No final de junho, o ministro dos Transportes, George Santoro, assinou contrato para as obras de conclusão da Nova Ponte do Guaíba. Com investimento de R$ 524,9 milhões, o empreendimento contempla a elaboração dos projetos básico e executivo, a execução das obras, o apoio às atividades de reassentamento e os demais serviços necessários à conclusão da estrutura. No entanto, mesmo com a assinatura, as máquinas ainda não começaram a operar no local.
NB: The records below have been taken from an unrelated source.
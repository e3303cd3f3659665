//! Identity-document verification sessions.
//!
//! Sequences capture → recognition → authenticity scoring → field
//! extraction → user review → cross-validation → submission, with explicit
//! retry and reset semantics. The OCR engine and submission sink are
//! injected capability traits, so the whole pipeline runs against
//! deterministic fakes in tests.

pub mod capture;
pub mod config;
pub mod engine;
pub mod error;
pub mod service;
pub mod state;

pub use capture::{capture_from_camera, CameraDevice, CameraLease, CaptureError};
pub use config::ServiceConfig;
pub use engine::{EngineError, OcrEngine, SinkError, SubmissionReceipt, SubmissionSink};
pub use error::SessionError;
pub use service::VerificationService;
pub use state::{CaptureSession, SessionSnapshot, SessionStatus, VerificationRecord};
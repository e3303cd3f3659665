//! Capability traits for the pipeline's external collaborators.
//!
//! Both collaborators are injected so the pipeline runs against
//! deterministic fakes in tests; neither is given a timeout here — callers
//! wrap the futures if they need one.

use serde::{Deserialize, Serialize};
use thiserror::Error;
use verid_types::{ImageData, OcrResult};

use crate::state::VerificationRecord;

/// OCR engine failure — transient, and distinct from a document rejection.
#[derive(Debug, Error)]
pub enum EngineError {
    #[error("recognition produced no text")]
    NoText,

    #[error("recognition engine failed: {0}")]
    Failed(String),
}

/// Submission sink failure. The verification record stays on the session so
/// resubmission does not re-run recognition.
#[derive(Debug, Error)]
pub enum SinkError {
    #[error("submission rejected: {0}")]
    Rejected(String),

    #[error("submission sink unavailable: {0}")]
    Unavailable(String),
}

/// Handle to a persisted verification record.
#[derive(Clone, Debug, PartialEq, Eq, Serialize, Deserialize)]
pub struct SubmissionReceipt {
    pub id: String,
}

/// Turns a captured image into recognized text.
#[allow(async_fn_in_trait)]
pub trait OcrEngine {
    async fn recognize(&self, image: &ImageData) -> Result<OcrResult, EngineError>;
}

/// Persists an accepted verification record.
#[allow(async_fn_in_trait)]
pub trait SubmissionSink {
    async fn submit(&self, record: &VerificationRecord) -> Result<SubmissionReceipt, SinkError>;
}

impl<T: OcrEngine> OcrEngine for &T {
    async fn recognize(&self, image: &ImageData) -> Result<OcrResult, EngineError> {
        (**self).recognize(image).await
    }
}

impl<T: OcrEngine> OcrEngine for std::sync::Arc<T> {
    async fn recognize(&self, image: &ImageData) -> Result<OcrResult, EngineError> {
        (**self).recognize(image).await
    }
}

impl<T: SubmissionSink> SubmissionSink for &T {
    async fn submit(&self, record: &VerificationRecord) -> Result<SubmissionReceipt, SinkError> {
        (**self).submit(record).await
    }
}

impl<T: SubmissionSink> SubmissionSink for std::sync::Arc<T> {
    async fn submit(&self, record: &VerificationRecord) -> Result<SubmissionReceipt, SinkError> {
        (**self).submit(record).await
    }
}
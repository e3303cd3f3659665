//! Capture-session state and the final verification record.

use serde::{Deserialize, Serialize};

use verid_authenticity::AuthenticityAssessment;
use verid_match::FieldMatchResult;
use verid_types::{CaptureSource, ExtractedFields, OcrResult, SessionId, Timestamp, UserInput};

/// Lifecycle phase of a capture session.
#[derive(Clone, Copy, Debug, PartialEq, Eq, Serialize, Deserialize)]
pub enum SessionStatus {
    /// No capture in flight. The starting state, and the state after an
    /// authenticity rejection, an engine failure, or a reset.
    Idle,
    /// An OCR call is outstanding for this session.
    Processing,
    /// Authenticity passed; extracted fields await user review.
    Reviewing,
    /// The verification record was accepted by the submission sink.
    Submitted,
}

/// One attempt lifecycle: capture, process, review, submit.
///
/// A session owns at most one of each derived artifact; a re-run replaces
/// the previous value, never merges with it.
#[derive(Clone, Debug, Serialize, Deserialize)]
pub struct CaptureSession {
    pub id: SessionId,
    pub status: SessionStatus,
    pub source: CaptureSource,
    /// Bumped on every new capture and on reset. A recognition result is
    /// applied only if the attempt it started under is still current.
    pub attempt: u64,
    pub created_at: Timestamp,
    pub updated_at: Timestamp,
    pub ocr: Option<OcrResult>,
    pub authenticity: Option<AuthenticityAssessment>,
    pub extracted: Option<ExtractedFields>,
    pub user_input: Option<UserInput>,
    pub match_result: Option<FieldMatchResult>,
    /// Reasons from the last authenticity rejection.
    pub rejection_reasons: Vec<String>,
    /// Transient engine-failure marker — not a document rejection.
    pub transient_error: Option<String>,
    /// Accepted record awaiting (re-)submission after a sink failure.
    pub pending_record: Option<VerificationRecord>,
}

impl CaptureSession {
    pub fn new(id: SessionId, source: CaptureSource, now: Timestamp) -> Self {
        Self {
            id,
            status: SessionStatus::Idle,
            source,
            attempt: 0,
            created_at: now,
            updated_at: now,
            ocr: None,
            authenticity: None,
            extracted: None,
            user_input: None,
            match_result: None,
            rejection_reasons: Vec::new(),
            transient_error: None,
            pending_record: None,
        }
    }

    /// Drop every derived artifact. No data from a previous attempt may
    /// leak into the next.
    pub fn clear_derived(&mut self) {
        self.ocr = None;
        self.authenticity = None;
        self.extracted = None;
        self.user_input = None;
        self.match_result = None;
        self.rejection_reasons.clear();
        self.transient_error = None;
        self.pending_record = None;
    }
}

/// The immutable output of an accepted verification.
#[derive(Clone, Debug, PartialEq, Serialize, Deserialize)]
pub struct VerificationRecord {
    pub session_id: SessionId,
    pub extracted: ExtractedFields,
    pub user_input: UserInput,
    pub match_result: FieldMatchResult,
    pub overall_accepted: bool,
}

/// Read-only view of one session for callers.
#[derive(Clone, Debug, Serialize, Deserialize)]
pub struct SessionSnapshot {
    pub id: SessionId,
    pub status: SessionStatus,
    pub extracted: Option<ExtractedFields>,
    pub user_input: Option<UserInput>,
    pub match_result: Option<FieldMatchResult>,
    pub rejection_reasons: Vec<String>,
    pub transient_error: Option<String>,
}
//! Scripted verifier.

use bytes::Bytes;
use pts_proto::{Attribute, CodecError, PaTncMessage};

/// Builds numbered request messages the way a verifier would.
#[derive(Debug, Clone)]
pub struct Verifier {
    next_message_id: u32,
}

impl Default for Verifier {
    fn default() -> Self {
        Self::new()
    }
}

impl Verifier {
    /// Verifier whose first message has id 1.
    pub fn new() -> Self {
        Self { next_message_id: 1 }
    }

    /// Identifier the next request will carry.
    pub fn next_message_id(&self) -> u32 {
        self.next_message_id
    }

    /// Encode a request carrying `attributes`.
    ///
    /// # Errors
    ///
    /// Returns `CodecError` if an attribute cannot be encoded.
    pub fn request(&mut self, attributes: Vec<Attribute>) -> Result<Bytes, CodecError> {
        let mut message = PaTncMessage::new(self.next_message_id);
        self.next_message_id = self.next_message_id.wrapping_add(1);
        for attribute in attributes {
            message.push(attribute);
        }
        message.encode()
    }

    /// Decode a reply from the measurer.
    ///
    /// # Errors
    ///
    /// Returns `CodecError` if the reply is malformed.
    pub fn read_reply(&self, reply: Bytes) -> Result<PaTncMessage, CodecError> {
        PaTncMessage::decode(reply)
    }
}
E, de acordo com o Departamento Nacional de Infraestrutura de Transportes (Dnit), ainda não há uma previsão para que comecem.
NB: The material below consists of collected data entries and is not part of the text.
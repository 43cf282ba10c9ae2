//! Codec error types.

use thiserror::Error;

/// Result alias for codec operations.
pub type Result<T> = std::result::Result<T, CodecError>;

/// Errors produced while decoding or encoding a PA-TNC message.
///
/// Every decoding variant carries the byte offset (from the start of the
/// message) of the field that could not be read.
#[derive(Debug, Clone, PartialEq, Eq, Error)]
pub enum CodecError {
    /// Fewer bytes available than the field at `offset` requires.
    #[error("truncated input at offset {offset}: need {needed} bytes, have {available}")]
    Truncated {
        /// Offset of the field being read.
        offset: usize,
        /// Bytes required by the field.
        needed: usize,
        /// Bytes actually remaining.
        available: usize,
    },

    /// Message header carries a version other than 1.
    #[error("unsupported PA-TNC version {0}")]
    UnsupportedVersion(u8),

    /// Attribute length field is smaller than the attribute header or
    /// exceeds the remaining message.
    #[error("invalid attribute length {length} at offset {offset}")]
    InvalidAttributeLength {
        /// Offset of the attribute header.
        offset: usize,
        /// Declared attribute length.
        length: u32,
    },

    /// Attribute value has a size its type does not allow.
    #[error("invalid value size {size} for attribute {name} at offset {offset}")]
    InvalidValueSize {
        /// Offset of the attribute value.
        offset: usize,
        /// Human-readable attribute name.
        name: &'static str,
        /// Actual value size.
        size: usize,
    },

    /// A path or file name is not valid UTF-8.
    #[error("invalid UTF-8 string at offset {offset}")]
    InvalidString {
        /// Offset of the string.
        offset: usize,
    },

    /// Encoded digest does not match the attribute's declared measurement
    /// length.
    #[error("digest of {actual} bytes does not match measurement length {expected}")]
    DigestLengthMismatch {
        /// Declared measurement length.
        expected: usize,
        /// Length of the offending digest.
        actual: usize,
    },

    /// A variable-length field does not fit its length prefix.
    #[error("{field} of {size} bytes does not fit a {max}-byte limit")]
    FieldTooLarge {
        /// Name of the field.
        field: &'static str,
        /// Actual size.
        size: usize,
        /// Largest encodable size.
        max: usize,
    },
}

impl CodecError {
    /// Byte offset of the failure, when the error came from decoding.
    pub fn offset(&self) -> Option<usize> {
        match self {
            Self::Truncated { offset, .. }
            | Self::InvalidAttributeLength { offset, .. }
            | Self::InvalidValueSize { offset, .. }
            | Self::InvalidString { offset } => Some(*offset),
            Self::UnsupportedVersion(_) => Some(0),
            Self::DigestLengthMismatch { .. } | Self::FieldTooLarge { .. } => None,
        }
    }
}
//! Measurer side of TCG PTS platform attestation.
//!
//! A remote verifier drives a multi-round exchange: it asks for protocol
//! capabilities, agrees on a measurement algorithm, asks for TPM details and
//! finally requests digests of files and directories. This crate answers those
//! requests for one or more concurrent connections.
//!
//! # Architecture
//!
//! Each inbound PA-TNC message runs through three stages:
//!
//! ```text
//! bytes ──decode──> PaTncMessage ──dispatch──> ConnectionState ──build──> reply
//!                                   │                             │
//!                                   └─ peer error: stop, no reply └─ MeasurementCollector
//! ```
//!
//! The per-connection logic in [`connection`] is I/O-free apart from reading
//! the files it is asked to measure: it returns [`connection::ImcAction`]s and
//! the [`agent::ImcAgent`] executes them against a [`transport::Transport`].
//!
//! # Components
//!
//! - [`connection`]: per-connection state and handshake phases
//! - [`dispatch`]: inbound attribute classification and phase transitions
//! - [`response`]: reply construction for the current phase
//! - [`measurement`]: file and directory digests
//! - [`algorithm`]: digest algorithms and negotiation order
//! - [`agent`]: connection table and action execution
//! - [`host`]: plugin lifecycle shell with IF-IMC result codes
//! - [`transport`]: outbound message delivery
//! - [`config`]: local capabilities and limits
//! - [`error`]: error types

pub mod agent;
pub mod algorithm;
pub mod config;
pub mod connection;
pub mod dispatch;
pub mod error;
pub mod host;
pub mod measurement;
pub mod response;
pub mod tnc;
pub mod transport;

pub use agent::ImcAgent;
pub use algorithm::HashAlgorithm;
pub use config::ImcConfig;
pub use connection::{ConnectionState, ImcAction, MeasurementRequest, Phase, UnsupportedPhase};
pub use error::{ImcError, MeasurementError};
pub use host::ImcHost;
pub use measurement::{FileMeasurement, MeasurementCollector};
pub use tnc::{ConnectionId, ImcId, TncConnectionState, TncResult};
pub use transport::{Transport, TransportError};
Enquanto o processo de reassentamento das famílias para a desocupação das casas no bairro Farrapos ainda não é concluído, as obras não podem ser iniciadas. Apenas após a liberação total da área, a execução das obras nas alças de acesso, que são essenciais para o funcionamento da ponte, poderão ser concluídas.
A estrutura de concreto inacabada sobre uma das principais vias de entrada da Capital já faz parte da paisagem de quem circula pelo local. Mas o cenário mostra que a obra, que começou há mais de 10 anos, está longe de terminar. A assinatura deveria ter ocorrido em maio, e o atraso se deu, em parte, por necessidade de readequação orçamentária, segundo o Dnit. O cronograma de trabalhos, de responsabilidade do consórcio vencedor, ainda precisa ser apresentado. Eles serão executados pela empresa gaúcha Construtora Cidade e pela paranaense Arteleste Construções, que formam o consórcio Ponte Guaíba.
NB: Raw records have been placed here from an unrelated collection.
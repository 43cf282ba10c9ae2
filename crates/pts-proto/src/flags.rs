//! Flag sets carried in attribute headers and PTS attribute values.

use bitflags::bitflags;

bitflags! {
    /// Attribute header flags.
    #[derive(Debug, Clone, Copy, PartialEq, Eq, Hash, Default)]
    pub struct AttributeFlags: u8 {
        /// The receiver must not skip this attribute if it does not
        /// understand it.
        const NOSKIP = 0b1000_0000;
    }
}

bitflags! {
    /// PTS protocol capability flags.
    ///
    /// Carried in the low bits of the 32-bit value of the Request PTS Protocol
    /// Capabilities and PTS Protocol Capabilities attributes.
    #[derive(Debug, Clone, Copy, PartialEq, Eq, Hash, Default)]
    pub struct ProtoCaps: u32 {
        /// XML reference manifests.
        const X = 1 << 0;
        /// TPM-based attestation.
        const T = 1 << 1;
        /// Diffie-Hellman nonce negotiation.
        const D = 1 << 2;
        /// Verification of evidence by the measurer.
        const V = 1 << 3;
        /// Current (not stored) evidence.
        const C = 1 << 4;
    }
}

bitflags! {
    /// PTS measurement algorithm flags (16-bit field).
    #[derive(Debug, Clone, Copy, PartialEq, Eq, Hash, Default)]
    pub struct MeasAlgorithms: u16 {
        /// SHA-1
        const SHA1 = 1 << 15;
        /// SHA-256
        const SHA256 = 1 << 14;
        /// SHA-384
        const SHA384 = 1 << 13;
    }
}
Em vilas como Tio Zeca e Areia, terrenos vazios mostram o cenário do processo de demolição para o reassentamento para as famílias. Ainda há muitos imóveis que precisam ser desocupados, principalmente na vila Cobal. Ao todo, devem ser feitas as demolições de 625 imóveis no bairro Farrapos. O Dnit informou que a maior parte do território da área das obras já está sob responsabilidade da autarquia, com todas as benfeitorias devidamente demolidas nesta porção. Mas restam, ainda, 70 edificações a serem demolidas para a conclusão do processo.
O reassentamento das famílias atingidas pelos eventos climáticos de 2024, incluindo aquelas cuja realocação é necessária para viabilizar a execução das obras, está sendo realizado no âmbito da Portaria MCID nº 682/2024, por meio do Programa Minha Casa Minha Vida (PMCMV) – Reconstrução RS, executado pelo Departamento Municipal de Habitação (Demhab), pela Caixa Econômica Federal e pela Secretaria Nacional da Habitação (SNH), além do atendimento no âmbito do Programa Estadia-Ponte (convênio entre Estado e a prefeitura). Segundo o Demhab, até o momento, há 61 benefícios ativos, destinados às famílias que estão em processo de aquisição do imível pela Caixa Econômica Federal e às famílias classificadas para atendimento pelo programa Fundo de Arrendamento Residencial (FAR), fundo financeiro mantido com recursos públicos do Governo Federal para financiar programas de habitação popular.
O benefício de aluguel social do Estadia-Ponte compreende o repasse de R$ 1 mil por família por até 24 meses, e que podem ser prorrogados. É dado àquelas que precisam sair de suas casas mas que, por diferentes razões, ainda não conseguiram ser contempladas com o programa, com o objetivo de permitir que aqueles que ainda vivem na área onde será construída a quinta das oito alças da ponte possam morar em outro lugar até receberem as moradias definitivas.